Exercise details:
Write out again, exactly, the lines below starting at the one with "use uuid::Uuid;" and ending at the one with "the oracle prompt.".

Stored data:

=== Begin Enclosure ===

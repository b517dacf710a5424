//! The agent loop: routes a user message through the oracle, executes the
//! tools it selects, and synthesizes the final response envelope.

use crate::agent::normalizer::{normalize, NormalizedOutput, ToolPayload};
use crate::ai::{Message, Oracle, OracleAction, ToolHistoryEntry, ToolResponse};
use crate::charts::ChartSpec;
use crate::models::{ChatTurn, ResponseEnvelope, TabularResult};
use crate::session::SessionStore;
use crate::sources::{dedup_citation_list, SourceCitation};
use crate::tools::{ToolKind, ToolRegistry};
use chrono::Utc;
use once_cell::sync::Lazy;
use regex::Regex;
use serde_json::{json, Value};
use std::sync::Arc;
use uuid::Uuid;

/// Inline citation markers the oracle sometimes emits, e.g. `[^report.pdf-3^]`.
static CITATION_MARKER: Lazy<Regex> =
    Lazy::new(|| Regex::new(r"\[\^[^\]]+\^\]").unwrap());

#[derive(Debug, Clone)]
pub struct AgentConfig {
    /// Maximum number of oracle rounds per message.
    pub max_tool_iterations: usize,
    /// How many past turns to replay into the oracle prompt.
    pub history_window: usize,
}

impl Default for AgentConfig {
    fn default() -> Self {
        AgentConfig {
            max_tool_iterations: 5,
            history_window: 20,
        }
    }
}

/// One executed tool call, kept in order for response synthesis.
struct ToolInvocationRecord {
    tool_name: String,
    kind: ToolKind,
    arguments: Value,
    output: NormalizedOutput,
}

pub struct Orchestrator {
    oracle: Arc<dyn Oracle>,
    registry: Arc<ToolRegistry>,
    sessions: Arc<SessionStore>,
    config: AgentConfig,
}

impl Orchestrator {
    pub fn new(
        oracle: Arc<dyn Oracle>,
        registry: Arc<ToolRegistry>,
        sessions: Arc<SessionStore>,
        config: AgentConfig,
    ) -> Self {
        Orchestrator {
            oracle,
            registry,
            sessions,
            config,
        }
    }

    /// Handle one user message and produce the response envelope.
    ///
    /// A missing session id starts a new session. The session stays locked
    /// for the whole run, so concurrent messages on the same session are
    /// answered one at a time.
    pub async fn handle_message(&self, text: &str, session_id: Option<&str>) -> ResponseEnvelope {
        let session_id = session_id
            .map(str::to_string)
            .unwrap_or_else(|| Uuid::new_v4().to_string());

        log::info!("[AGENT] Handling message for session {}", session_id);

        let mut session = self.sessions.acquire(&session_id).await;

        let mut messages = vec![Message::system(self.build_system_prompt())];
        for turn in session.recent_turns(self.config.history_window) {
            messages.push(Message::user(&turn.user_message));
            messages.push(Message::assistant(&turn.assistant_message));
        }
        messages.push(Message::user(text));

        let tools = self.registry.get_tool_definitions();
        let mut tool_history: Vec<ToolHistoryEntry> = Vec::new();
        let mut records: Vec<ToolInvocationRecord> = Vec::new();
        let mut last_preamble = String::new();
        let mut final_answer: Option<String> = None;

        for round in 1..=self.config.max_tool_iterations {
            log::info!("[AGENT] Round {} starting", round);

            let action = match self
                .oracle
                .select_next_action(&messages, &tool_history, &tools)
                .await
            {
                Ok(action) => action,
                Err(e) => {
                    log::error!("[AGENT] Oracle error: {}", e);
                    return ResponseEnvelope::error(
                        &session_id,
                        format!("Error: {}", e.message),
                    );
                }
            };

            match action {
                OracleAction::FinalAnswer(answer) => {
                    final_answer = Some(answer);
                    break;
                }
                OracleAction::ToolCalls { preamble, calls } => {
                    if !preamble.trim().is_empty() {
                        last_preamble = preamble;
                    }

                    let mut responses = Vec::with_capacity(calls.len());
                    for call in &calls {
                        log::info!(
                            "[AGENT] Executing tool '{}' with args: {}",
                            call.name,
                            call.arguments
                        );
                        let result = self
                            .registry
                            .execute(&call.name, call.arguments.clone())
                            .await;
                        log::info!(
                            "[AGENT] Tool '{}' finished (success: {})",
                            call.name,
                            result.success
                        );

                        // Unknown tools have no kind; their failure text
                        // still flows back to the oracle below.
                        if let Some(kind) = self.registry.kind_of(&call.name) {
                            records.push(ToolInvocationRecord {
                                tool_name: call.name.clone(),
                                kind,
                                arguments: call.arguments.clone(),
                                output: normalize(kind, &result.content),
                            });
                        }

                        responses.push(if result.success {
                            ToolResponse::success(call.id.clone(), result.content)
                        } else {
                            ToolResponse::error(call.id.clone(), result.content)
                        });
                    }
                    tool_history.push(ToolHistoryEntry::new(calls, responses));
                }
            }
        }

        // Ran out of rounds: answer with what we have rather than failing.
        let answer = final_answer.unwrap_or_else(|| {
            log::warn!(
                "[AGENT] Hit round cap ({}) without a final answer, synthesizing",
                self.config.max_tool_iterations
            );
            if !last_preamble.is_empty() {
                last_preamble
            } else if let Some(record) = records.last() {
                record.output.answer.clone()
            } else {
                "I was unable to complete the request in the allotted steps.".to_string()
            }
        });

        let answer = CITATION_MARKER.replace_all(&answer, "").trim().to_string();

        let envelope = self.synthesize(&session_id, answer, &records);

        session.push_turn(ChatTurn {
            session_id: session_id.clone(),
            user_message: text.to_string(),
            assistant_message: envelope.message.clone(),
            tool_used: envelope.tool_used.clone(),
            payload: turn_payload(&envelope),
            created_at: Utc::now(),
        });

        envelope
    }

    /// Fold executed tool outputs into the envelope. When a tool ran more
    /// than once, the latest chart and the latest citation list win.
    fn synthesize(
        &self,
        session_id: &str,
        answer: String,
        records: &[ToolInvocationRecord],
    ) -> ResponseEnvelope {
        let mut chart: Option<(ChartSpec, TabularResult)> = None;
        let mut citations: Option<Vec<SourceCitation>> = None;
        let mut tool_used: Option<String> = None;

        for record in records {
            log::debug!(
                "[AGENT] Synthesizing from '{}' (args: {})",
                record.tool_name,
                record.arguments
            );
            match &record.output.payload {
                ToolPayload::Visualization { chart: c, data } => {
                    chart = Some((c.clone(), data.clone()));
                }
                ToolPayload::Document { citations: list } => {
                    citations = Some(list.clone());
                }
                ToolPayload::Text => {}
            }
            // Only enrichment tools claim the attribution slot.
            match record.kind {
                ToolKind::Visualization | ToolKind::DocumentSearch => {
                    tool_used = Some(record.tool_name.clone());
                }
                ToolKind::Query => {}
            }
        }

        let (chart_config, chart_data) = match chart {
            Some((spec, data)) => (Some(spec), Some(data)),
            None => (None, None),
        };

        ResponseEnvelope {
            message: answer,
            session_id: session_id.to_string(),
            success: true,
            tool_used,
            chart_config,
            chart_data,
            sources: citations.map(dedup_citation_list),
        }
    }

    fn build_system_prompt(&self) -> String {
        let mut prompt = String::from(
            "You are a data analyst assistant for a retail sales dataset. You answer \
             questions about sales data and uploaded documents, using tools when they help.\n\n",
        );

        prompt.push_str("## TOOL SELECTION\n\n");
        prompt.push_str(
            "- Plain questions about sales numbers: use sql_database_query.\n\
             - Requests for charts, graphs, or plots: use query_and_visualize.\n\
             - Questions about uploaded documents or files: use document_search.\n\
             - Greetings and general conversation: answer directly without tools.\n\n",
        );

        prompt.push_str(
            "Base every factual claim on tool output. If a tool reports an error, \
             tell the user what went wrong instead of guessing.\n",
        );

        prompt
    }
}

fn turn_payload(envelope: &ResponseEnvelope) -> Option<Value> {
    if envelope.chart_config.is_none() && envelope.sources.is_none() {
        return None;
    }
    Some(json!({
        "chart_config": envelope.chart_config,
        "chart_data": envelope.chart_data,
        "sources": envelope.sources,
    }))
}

=== End Enclosure ===

Exercise response:
use uuid::Uuid;

/// Inline citation markers the oracle sometimes emits, e.g. `[^report.pdf-3^]`.
static CITATION_MARKER: Lazy<Regex> =
    Lazy::new(|| Regex::new(r"\[\^[^\]]+\^\]").unwrap());

#[derive(Debug, Clone)]
pub struct AgentConfig {
    /// Maximum number of oracle rounds per message.
    pub max_tool_iterations: usize,
    /// How many past turns to replay into the oracle prompt.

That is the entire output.